The cheese is moving for print newspapers

I've been a fan of Who Moved My Cheese for some years now -- a little fable about adapting to the changes in one's environment.

I've been a writer for years, both as a journalist and in various public relations and marketing communications positions. I'm currently a freelance writer, working primarily with the Record Searchlight and Enjoy! Magazine.

Journalism is changing. The I-want-it-now mentality, coupled with the *astounding pace of technology and information development, is taking its toll on our traditional news sources, and across the country newspapers, magazines, and publishers are downsizing, cutting, and trying to look at business models that will enable them to survive.

The cheese has moved.

Yesterday, the Rocky Mountain News published its own obituary, just 55 days shy of its 150th birthday. It's one of the Scripps-Howard newspapers, and sadly it joins a list of others that have gone down recently.

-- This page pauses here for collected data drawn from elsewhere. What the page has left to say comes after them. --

// ABOUTME: Block composition service: timing fit on write, draft-gated slot edits
// ABOUTME: Capacity checks, ordered add/remove, safe deletion, and read-model hydration
//
// SPDX-License-Identifier: MIT OR Apache-2.0
// Copyright (c) 2025 Async-IO.org

use std::collections::HashMap;
use std::sync::Arc;

use tracing::{debug, info, warn};

use crate::database::{self as db, Database};
use crate::errors::{AppError, AppResult};
use crate::models::{
    Block, BlockDetail, BlockExerciseView, BlockPayload, BlockSummary, ExerciseBlock, ListFilter,
    Side,
};
use crate::services::lifecycle::{ensure_draft, ensure_present};
use crate::services::timing::{self, Timing};

/// Business logic for blocks and their ordered exercise slots
#[derive(Clone)]
pub struct BlockService {
    db: Arc<Database>,
}

impl BlockService {
    /// Create a service backed by the given database
    pub fn new(db: Arc<Database>) -> Self {
        Self { db }
    }

    /// Create a block in draft state; timing is fitted before the row is stored
    ///
    /// # Errors
    ///
    /// Returns a validation error when a title collides with an existing block
    pub async fn create(&self, payload: BlockPayload) -> AppResult<BlockDetail> {
        let fitted = timing::fit(Timing {
            total_duration: payload.total_duration,
            on_time: payload.on_time,
            relax_time: payload.relax_time,
        });
        let block = self
            .db
            .create_block(
                &payload.title_en,
                &payload.title_ru,
                fitted.total_duration,
                fitted.on_time,
                fitted.relax_time,
            )
            .await?;

        info!(block_id = block.id, "block created");
        self.hydrate(block).await
    }

    /// Fetch one block with its hydrated exercise slots
    ///
    /// # Errors
    ///
    /// Returns a not-found error for missing or soft-deleted blocks
    pub async fn find(&self, id: i64) -> AppResult<BlockDetail> {
        let block = ensure_present(self.db.block_by_id(id).await?, id)?;
        self.hydrate(block).await
    }

    /// List blocks per the filter, each with its ordered member exercise ids
    ///
    /// # Errors
    ///
    /// Returns an error if the database query fails
    pub async fn list(&self, filter: &ListFilter) -> AppResult<Vec<BlockSummary>> {
        let blocks = self.db.list_blocks(filter).await?;
        let ids: Vec<i64> = blocks.iter().map(|block| block.id).collect();
        let mut members = member_ids_by_block(self.db.exercise_links_for_blocks(&ids).await?);

        Ok(blocks
            .into_iter()
            .map(|block| {
                let exercises_ids = members.remove(&block.id).unwrap_or_default();
                BlockSummary::from_entity(block, exercises_ids)
            })
            .collect())
    }

    /// Merge-style update: empty titles and zero durations keep the stored
    /// value, the rest time is always overwritten, and the merged timing is
    /// re-fitted before saving
    ///
    /// # Errors
    ///
    /// Returns a not-found error for missing or soft-deleted blocks
    pub async fn update(&self, id: i64, payload: BlockPayload) -> AppResult<BlockDetail> {
        let mut guard = self.db.begin().await?;

        let mut block = ensure_present(db::blocks::find_block(guard.executor()?, id).await?, id)?;
        if !payload.title_en.is_empty() {
            block.title_en = payload.title_en;
        }
        if !payload.title_ru.is_empty() {
            block.title_ru = payload.title_ru;
        }
        if payload.total_duration != 0 {
            block.total_duration = payload.total_duration;
        }
        if payload.on_time != 0 {
            block.on_time = payload.on_time;
        }
        // Zero is a meaningful rest time, so relax_time is applied unconditionally
        block.relax_time = payload.relax_time;

        let fitted = timing::fit(block_timing(&block));
        block.total_duration = fitted.total_duration;
        block.on_time = fitted.on_time;
        block.relax_time = fitted.relax_time;

        db::blocks::update_block_row(guard.executor()?, &block).await?;
        guard.commit().await?;

        debug!(block_id = id, "block updated");
        self.find(id).await
    }

    /// Flip the draft flag regardless of current contents
    ///
    /// # Errors
    ///
    /// Returns a not-found error for missing or soft-deleted blocks
    pub async fn toggle_draft(&self, id: i64) -> AppResult<BlockDetail> {
        let block = ensure_present(self.db.toggle_block_draft(id).await?, id)?;
        info!(block_id = id, draft = block.draft, "block draft state toggled");
        self.hydrate(block).await
    }

    /// Link an exercise into the next free slot of a draft block
    ///
    /// # Errors
    ///
    /// Returns a not-found error when either end of the link is missing, an
    /// invalid-state error when the block is not a draft, a full error when
    /// every slot is occupied, and a validation error when the exercise is
    /// already linked
    pub async fn add_exercise(
        &self,
        block_id: i64,
        exercise_id: i64,
        side: Side,
    ) -> AppResult<BlockDetail> {
        let mut guard = self.db.begin().await?;

        let block = ensure_present(
            db::blocks::find_block(guard.executor()?, block_id).await?,
            block_id,
        )?;
        ensure_draft(&block)?;

        let occupied = db::blocks::count_exercise_links(guard.executor()?, block_id).await?;
        if timing::is_full(
            block_timing(&block),
            u32::try_from(occupied).unwrap_or(u32::MAX),
        ) {
            return Err(AppError::full(format!(
                "block {block_id} already holds {occupied} exercises"
            ))
            .with_resource_id(block_id.to_string()));
        }

        let exercise = ensure_present(
            db::exercises::find_exercise(guard.executor()?, exercise_id).await?,
            exercise_id,
        )?;
        db::blocks::insert_exercise_link(guard.executor()?, block_id, exercise.id, side).await?;
        guard.commit().await?;

        debug!(block_id, exercise_id, side = %side, "exercise linked into block");
        self.find(block_id).await
    }

    /// Unlink an exercise from a draft block
    ///
    /// # Errors
    ///
    /// Returns a not-found error for missing or soft-deleted blocks and for
    /// exercises that are not linked, and an invalid-state error when the
    /// block is not a draft
    pub async fn remove_exercise(&self, block_id: i64, exercise_id: i64) -> AppResult<BlockDetail> {
        let mut guard = self.db.begin().await?;

        let block = ensure_present(
            db::blocks::find_block(guard.executor()?, block_id).await?,
            block_id,
        )?;
        ensure_draft(&block)?;

        let removed = db::blocks::delete_exercise_link(guard.executor()?, block_id, exercise_id)
            .await?;
        if !removed {
            return Err(AppError::not_found(format!(
                "exercise {exercise_id} in block {block_id}"
            )));
        }
        guard.commit().await?;

        debug!(block_id, exercise_id, "exercise unlinked from block");
        self.find(block_id).await
    }

    /// Soft-delete a block unless a live training still references it
    ///
    /// # Errors
    ///
    /// Returns a not-found error for missing or soft-deleted blocks and a
    /// referenced-entity error naming the first live training that still
    /// contains the block
    pub async fn delete(&self, id: i64) -> AppResult<()> {
        let mut guard = self.db.begin().await?;

        let block = ensure_present(db::blocks::find_block(guard.executor()?, id).await?, id)?;
        if let Some(training_id) =
            db::blocks::first_live_training_referencing(guard.executor()?, id).await?
        {
            return Err(AppError::referenced_entity(
                format!("block {id}"),
                format!("training {training_id}"),
            ));
        }

        db::blocks::delete_exercise_links_for_block(guard.executor()?, block.id).await?;
        db::blocks::soft_delete_block(guard.executor()?, block.id).await?;
        guard.commit().await?;

        info!(block_id = id, "block deleted");
        Ok(())
    }

    /// Attach ordered slot views to a block entity
    async fn hydrate(&self, block: Block) -> AppResult<BlockDetail> {
        let links = self.db.exercise_links(block.id).await?;
        let exercise_ids: Vec<i64> = links.iter().map(|link| link.exercise_id).collect();
        let exercises: HashMap<i64, _> = self
            .db
            .exercises_by_ids(&exercise_ids)
            .await?
            .into_iter()
            .map(|exercise| (exercise.id, exercise))
            .collect();

        let mut views = Vec::with_capacity(links.len());
        let mut order: i64 = 0;
        for link in &links {
            let Some(exercise) = exercises.get(&link.exercise_id) else {
                warn!(
                    block_id = block.id,
                    exercise_id = link.exercise_id,
                    "slot references a missing exercise row; skipping"
                );
                continue;
            };
            views.push(BlockExerciseView {
                exercise_id: link.exercise_id,
                order,
                side: link.side,
                title_en: exercise.title_en.clone(),
                title_ru: exercise.title_ru.clone(),
                filename: exercise.filename.clone(),
            });
            order += 1;
        }

        Ok(BlockDetail {
            id: block.id,
            created_at: block.created_at,
            title_en: block.title_en,
            title_ru: block.title_ru,
            total_duration: block.total_duration,
            on_time: block.on_time,
            relax_time: block.relax_time,
            draft: block.draft,
            exercises_ids: views.iter().map(|view| view.exercise_id).collect(),
            exercises: views,
        })
    }
}

/// Timing parameters currently stored on a block
fn block_timing(block: &Block) -> Timing {
    Timing {
        total_duration: block.total_duration,
        on_time: block.on_time,
        relax_time: block.relax_time,
    }
}

/// Group association rows into per-block member id lists, preserving slot order
pub(crate) fn member_ids_by_block(links: Vec<ExerciseBlock>) -> HashMap<i64, Vec<i64>> {
    let mut members: HashMap<i64, Vec<i64>> = HashMap::new();
    for link in links {
        members
            .entry(link.block_id)
            .or_default()
            .push(link.exercise_id);
    }
    members
}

The San Francisco Chronicle is periously close to closing -- a Hearst Corp. publication.

And while I, along with millions of others, hate to see the demise of the print newspaper, I suppose it's time. Certainly it appears to be inevitable.

That doesn't mean the news will go away. People read news online, including my beloved, who browses not only online newspapers, but news blogs and magazines. I, on the other hand, love the feel and smell of a print paper in my hands, sitting down for a half hour and drinking coffee and browsing through the news.

It goes back to my childhood: I don't remember a time when there wasn't a daily paper in the house, folded to the crossword puzzle that my dad would pick up and put down all day until it was finished, sports section folded back, or maybe holes where my mother had clipped coupons or recipes. My grandmother's letters always included at least half a dozen clippings about different things -- news of someone she knew, a recipe, a home remedy.

I admit that as the papers have shrunk, the depth of news just isn't there. As reporters have been chopped, fewer local stories are getting covered, and those that are generally are local politics, and even that isn't as in-depth as it might be. There's little money to go around even in-house; freelancers can cover only so much, and generally that is not hard news, but the fluffier stuff. (Nonetheless, people like reading about their friends and neighbors...)

Here's a look at what the future of newspapers may be, and here's a take from four editors in SF. Bottom line: print papers are dead. Long live the news.

The cheese has moved, and I, along with reporters, editors, publishers, and other journalists, need to adapt.

We live in interesting times.

*Makes me wonder if Skynet is closer to being reality than we'd like to think!